Fan Fiction and Journeywork

There are, roughly speaking, two kinds of spiritual journey. One is travelling through other places – Faerie, the Nine Worlds, that kind of thing. That is a useful skill to have, and can be a wonderful or terrible experience in its own right, but it’s not what I’ve had on my mind lately.

The other kind of journey is more internal. That’s not to say it isn’t real; the inside of your head can be a very dangerous place, and your self is absolutely real. It isn’t taking you elsewhere, though. The beings you interact with there are often archetypes – spirit animals, guides, parts of yourself, and sometimes deities. You go somewhere inside yourself, and you learn something if you’re lucky, and then you return.

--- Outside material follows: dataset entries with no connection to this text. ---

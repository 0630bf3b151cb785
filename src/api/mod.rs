pub mod football_api;
pub mod openai_api;

pub use football_api::ApiFootballClient;
pub use openai_api::OpenAiClient;
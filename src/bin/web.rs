use anyhow::{Context, Result};
use football_fixtures::scheduler::run_scheduler;
use football_fixtures::web::{router, AppState};
use football_fixtures::{build_job_runner, init_tracing, Config};
use std::sync::Arc;
use tracing::{info, warn};

#[tokio::main]
async fn main() -> Result<()> {
    init_tracing();

    let config = Config::from_env().context("Invalid configuration")?;
    if config.llm.api_key.is_none() {
        warn!("OPENAI_API_KEY not set, /betslip will answer 503");
    }
    if config.jwt_secret.is_none() {
        warn!("JWT_SECRET not set, /betslip will reject every request");
    }

    let runner = Arc::new(build_job_runner(&config));
    tokio::spawn(run_scheduler(config.schedule.clone(), Arc::clone(&runner)));

    let app = router(Arc::new(AppState::new(runner, &config)));

    let addr = config.server.addr();
    let listener = tokio::net::TcpListener::bind(&addr)
        .await
        .with_context(|| format!("Failed to bind {}", addr))?;

    info!(%addr, "Server running");
    println!("\nStarting web server at http://{}", addr);
    println!("Press Ctrl+C to stop\n");

    axum::serve(listener, app).await.context("Server error")?;
    Ok(())
}
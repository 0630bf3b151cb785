//! Bearer token verification for protected endpoints.
//!
//! Tokens are issued elsewhere (HS256, shared `JWT_SECRET`); this crate only checks them.

use jsonwebtoken::{decode, Algorithm, DecodingKey, Validation};
use serde::{Deserialize, Serialize};
use thiserror::Error;

#[derive(Debug, Error)]
pub enum AuthError {
    #[error("No token provided")]
    MissingToken,

    #[error("Invalid token: {0}")]
    InvalidToken(#[from] jsonwebtoken::errors::Error),

    #[error("Token verification is not configured")]
    NotConfigured,
}

/// Claims carried by tokens from the auth service
#[derive(Debug, Clone, PartialEq, Serialize, Deserialize)]
pub struct Claims {
    pub id: i64,
    pub email: String,
    pub exp: u64,
}

/// Verify an `Authorization` header value of the form `Bearer <jwt>`
pub fn verify_token(header: Option<&str>, secret: Option<&str>) -> Result<Claims, AuthError> {
    let secret = secret.ok_or(AuthError::NotConfigured)?;

    let token = header
        .and_then(|h| h.strip_prefix("Bearer "))
        .map(str::trim)
        .filter(|t| !t.is_empty())
        .ok_or(AuthError::MissingToken)?;

    let data = decode::<Claims>(
        token,
        &DecodingKey::from_secret(secret.as_bytes()),
        &Validation::new(Algorithm::HS256),
    )?;
    Ok(data.claims)
}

I have experimented with using the writing process to guide this type of journey. When I am in the right mindset as an author, writing fiction is a bit like automatic writing. I feel as if I have very little control over the way the story is going, and I share in the emotions of my main characters. This makes it possible to “write” a journey that has at least as much emotional space and room for surprise as a guided meditation.

Because it is meant to be a practice heavy with archetypes, I found that using fan fiction can make the process a lot easier. If TV Tropes has taught us anything, it’s that media is just filled to the brim with archetypes (which is just a nice way of saying cliches, sometimes) and the themes of myth are being reenacted right now on network television. If Once Upon a Time or the Vampire Diaries or, hell, Hannibal or White Collar gives you the framework you need to hang your internal work on, I say go for it.

The trick is in being able to reach that mindset where you’re honestly experiencing the emotions of the main character you’re writing, making choices as a person in the experience instead of from authorial fiat. Once you can step that far in, writing can be done in a light trance (again, not unlike automatic writing) and the journey may begin to surprise you.

0 thoughts on “Fan Fiction and Journeywork

  1. Have you watched Sursum Ursa’s review of “The Labyrinth”? She mentioned a lot of details about that story that I actually wasn’t able to catch before (that the main character’s mother ran off with some movie star who looks like David Bowie, for example. The drugged peach fever dream suddenly became much more than fanservice.)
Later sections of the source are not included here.